Allegations of audit failure, raised by environmental group Australians for Animals, came as long-term monitoring of humpback dolphins in Gladstone Harbour showed a population reduction of 40 per cent since dredging began. Researcher Daniele Cagnazzi said he would undertake a new survey in April to establish whether the drop from 75 dolphins to 40 was permanent.
“Dolphins tend to move away from busy areas with high underwater noise,” Mr Cagnazzi said.
He said that, although only eight bodies had been found, the number of dolphin deaths was likely to be higher.
Australians for Animals’ claims that Gladstone Port had breached its environmental conditions followed the decision this week to replace the port’s chief executive Leo Zussino, who has ruled the port for more than two decades.
Even without the expansion, Gladstone is Queensland’s busiest industrial port, with cement works, coal loaders, two alumina refineries, an aluminium smelter, power station, cyanide factory and shale oil demonstration plant. Four giant liquefied natural gas processing facilities are being added on Curtis Island to process coal seam gas for export to Asia.

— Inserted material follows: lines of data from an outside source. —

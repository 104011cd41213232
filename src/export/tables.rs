//! CSV tables.
//!
//! Each writer takes any `io::Write`, emits a header row, then one row per
//! item. Quoting of commas, quotes and newlines inside messages is left to
//! the `csv` crate.

use anyhow::Result;
use std::io::Write;

use crate::ingest::{ExtractedRecord, StateCounter};
use crate::report::{format_percentage, state_table};

/// Columns of the error and warning tables.
pub const RECORD_HEADER: [&str; 6] = ["Fecha", "Estado", "Caja", "Modulo", "Flujo", "Mensaje"];

/// Columns of the per-state table.
pub const STATE_HEADER: [&str; 3] = ["Estado", "Cantidad", "Porcentaje"];

/// Columns of the errors-per-box table.
pub const BOX_COUNT_HEADER: [&str; 2] = ["Caja", "Cantidad"];

/// Columns of the distinct error locations table.
pub const LOCATION_HEADER: [&str; 3] = ["Caja", "Modulo", "Flujo"];

/// Write extracted records, one row each, always six columns.
pub fn write_records<'a, W, I>(writer: W, records: I) -> Result<()>
where
    W: Write,
    I: IntoIterator<Item = &'a ExtractedRecord>,
{
    let mut csv = csv::Writer::from_writer(writer);
    csv.write_record(RECORD_HEADER)?;
    for record in records {
        csv.write_record(record.columns())?;
    }
    csv.flush()?;
    Ok(())
}

/// Write per-state counts with their percentage of the total.
pub fn write_state_table<W: Write>(writer: W, states: &StateCounter) -> Result<()> {
    let mut csv = csv::Writer::from_writer(writer);
    csv.write_record(STATE_HEADER)?;
    for row in state_table(states) {
        csv.write_record([
            row.state,
            row.count.to_string(),
            format_percentage(row.percentage),
        ])?;
    }
    csv.flush()?;
    Ok(())
}

/// Write error counts per box, already ranked by the caller.
pub fn write_box_counts<W: Write>(writer: W, ranked: &[(&str, u64)]) -> Result<()> {
    let mut csv = csv::Writer::from_writer(writer);
    csv.write_record(BOX_COUNT_HEADER)?;
    for (box_id, count) in ranked {
        csv.write_record([box_id.to_string(), count.to_string()])?;
    }
    csv.flush()?;
    Ok(())
}

/// Write distinct (box, module, flow) triples.
pub fn write_error_locations<W: Write>(writer: W, locations: &[(&str, &str, &str)]) -> Result<()> {
    let mut csv = csv::Writer::from_writer(writer);
    csv.write_record(LOCATION_HEADER)?;
    for (box_id, module, flow) in locations {
        csv.write_record([box_id, module, flow])?;
    }
    csv.flush()?;
    Ok(())
}
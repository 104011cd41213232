//! Per-file analysis and run orchestration.
//!
//! [`analyze_reader`] drives one line source through the reassembler and the
//! extractor. [`LogAnalyzer`] applies it to a list of files, isolating
//! per-file I/O failures and folding results into a [`RunSummary`] in the
//! order the files were supplied.
//!
//! # Parallel runs
//!
//! With more than one worker, files are analyzed on a dedicated Rayon pool.
//! Each worker owns the reassembler of the file it is reading; results are
//! collected in input order and folded afterwards, so a parallel run yields
//! exactly the same summary as a sequential one.

use std::fs::File;
use std::io::{self, BufRead, BufReader};
use std::path::{Path, PathBuf};

use rayon::prelude::*;
use serde::Serialize;

use super::counter::StateCounter;
use super::error::IngestError;
use super::extractor::{Classification, ExtractedRecord, Extractor};
use super::reassembler::Records;
use super::summary::RunSummary;

/// Line and record tallies for one file.
#[derive(Debug, Clone, Copy, Default, PartialEq, Eq, Serialize)]
pub struct FileStats {
    /// Physical lines read.
    pub lines: usize,
    /// Logical records after reassembly.
    pub records: usize,
    /// Continuation lines dropped before the first record.
    pub orphan_lines: usize,
    /// Records too short to carry a state.
    pub unclassified: usize,
    /// File size on disk; zero for in-memory sources.
    pub bytes: u64,
}

/// Everything learned from one file.
#[derive(Debug, Clone, Default, PartialEq, Eq)]
pub struct FileAnalysis {
    pub states: StateCounter,
    /// Captured records in file order.
    pub records: Vec<ExtractedRecord>,
    pub stats: FileStats,
}

impl FileAnalysis {
    fn absorb(&mut self, classification: Classification) {
        self.stats.records += 1;
        match classification {
            Classification::Classified { state, extracted } => {
                self.states.increment(&state);
                if let Some(record) = extracted {
                    self.records.push(record);
                }
            }
            Classification::Unclassifiable { .. } => {
                self.stats.unclassified += 1;
            }
        }
    }
}

/// Analyze every logical record readable from `reader`.
///
/// Any read error (including invalid UTF-8) aborts the source; the partial
/// analysis is discarded.
pub fn analyze_reader<R: BufRead>(reader: R, extractor: &Extractor) -> io::Result<FileAnalysis> {
    let mut analysis = FileAnalysis::default();
    let mut records = Records::new(reader.lines());

    for record in records.by_ref() {
        let record = record?;
        tracing::trace!(
            line = record.first_line(),
            spans = record.line_count(),
            "logical record"
        );
        analysis.absorb(extractor.classify(&record));
    }

    analysis.stats.lines = records.reassembler().lines_seen();
    analysis.stats.orphan_lines = records.reassembler().orphan_lines();
    Ok(analysis)
}

/// Open and analyze one log file.
///
/// The file handle lives only for the duration of this call.
pub fn analyze_file(path: &Path, extractor: &Extractor) -> Result<FileAnalysis, IngestError> {
    let file = File::open(path).map_err(|source| IngestError::Open {
        path: path.to_path_buf(),
        source,
    })?;
    let bytes = file.metadata().map(|m| m.len()).unwrap_or_default();

    let mut analysis =
        analyze_reader(BufReader::new(file), extractor).map_err(|source| IngestError::Read {
            path: path.to_path_buf(),
            source,
        })?;
    analysis.stats.bytes = bytes;

    if analysis.stats.orphan_lines > 0 {
        tracing::debug!(
            path = %path.display(),
            orphan_lines = analysis.stats.orphan_lines,
            "dropped continuation lines before the first record"
        );
    }
    Ok(analysis)
}

/// Runs file analysis over a list of files.
#[derive(Debug, Clone)]
pub struct LogAnalyzer {
    extractor: Extractor,
    workers: usize,
}

impl LogAnalyzer {
    /// Sequential analyzer using the given extractor.
    pub fn new(extractor: Extractor) -> Self {
        Self {
            extractor,
            workers: 1,
        }
    }

    /// Set the number of worker threads (values below 1 mean 1).
    pub fn workers(mut self, workers: usize) -> Self {
        self.workers = workers.max(1);
        self
    }

    pub fn extractor(&self) -> &Extractor {
        &self.extractor
    }

    /// Analyze `files` in order and fold the results.
    ///
    /// Unreadable files are recorded as skipped; they never abort the run.
    pub fn run<P>(&self, files: &[P]) -> RunSummary
    where
        P: AsRef<Path> + Sync,
    {
        let results = if self.workers > 1 && files.len() > 1 {
            self.analyze_parallel(files)
        } else {
            self.analyze_sequential(files)
        };

        let mut summary = RunSummary::new();
        for (path, result) in results {
            match result {
                Ok(analysis) => summary.absorb(path, analysis),
                Err(e) => {
                    tracing::warn!(error = %e, "skipping file");
                    summary.skip(path, &e);
                }
            }
        }
        summary
    }

    fn analyze_one(&self, path: &Path) -> (PathBuf, Result<FileAnalysis, IngestError>) {
        tracing::debug!(path = %path.display(), "processing file");
        let result = analyze_file(path, &self.extractor);
        if let Ok(ref analysis) = result {
            tracing::debug!(
                path = %path.display(),
                records = analysis.stats.records,
                captured = analysis.records.len(),
                "finished file"
            );
        }
        (path.to_path_buf(), result)
    }

    fn analyze_sequential<P: AsRef<Path>>(
        &self,
        files: &[P],
    ) -> Vec<(PathBuf, Result<FileAnalysis, IngestError>)> {
        files.iter().map(|f| self.analyze_one(f.as_ref())).collect()
    }

    fn analyze_parallel<P>(&self, files: &[P]) -> Vec<(PathBuf, Result<FileAnalysis, IngestError>)>
    where
        P: AsRef<Path> + Sync,
    {
        let pool = match rayon::ThreadPoolBuilder::new()
            .num_threads(self.workers)
            .thread_name(|i| format!("pipelog-{}", i))
            .build()
        {
            Ok(pool) => pool,
            Err(e) => {
                tracing::warn!(
                    error = %e,
                    "failed to create thread pool, processing sequentially"
                );
                return self.analyze_sequential(files);
            }
        };

        // Indexed collect keeps input order regardless of completion order.
        pool.install(|| {
            files
                .par_iter()
                .map(|f| self.analyze_one(f.as_ref()))
                .collect()
        })
    }
}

With 51 per cent of the dredging project complete, the expansion has reached a critical mass.
More than 20,000 commercial shipping movements a month are churning the muddy waters, which have recently again been flooded by heavy rain.
The port expansion has become a lightning rod for concerns over the environmental impact of opening up the Queensland coast to major resource development.
The federal and state governments are working jointly on a strategic assessment of how future development will have an impact on the Great Barrier Reef.
Fishermen in Bowen fear the Gladstone expansion would be a template for what would happen with the planned expansion of the Abbot Point Coal Terminal.
Expansion of Abbot Point would require dredging of more than three million tonnes of mud that will be dumped within 7km of Holbourne Island National Park on the Great Barrier Reef. Public submissions on the plan closed yesterday and Mr Burke is due to decide next month whether to allow the sea dumping to go ahead.
Local fishermen and environment groups want the dredge spoils dumped on land.
Mr Zussino said the Gladstone dredging project was ahead of schedule. “We will be finished a year ahead of schedule and we will be out of there before the end of the year,” he said.
Long regarded as the “godfather” of Gladstone Port and commerce, he said he was angry the project had been used in what he said was an ideological war on the coal export industry.
Mr Zussino said he wanted the Great Barrier Reef Marine Park Authority to monitor the boundary between Gladstone port and the marine park for any impact. We are absolutely confident the impact will be nothing,” Mr Zussino said.
Many questions remain about whether the Gladstone Port expansion has met its environmental obligations. Sick fish, dead dolphins and dugongs and five-legged frogs are signs that something has gone wrong.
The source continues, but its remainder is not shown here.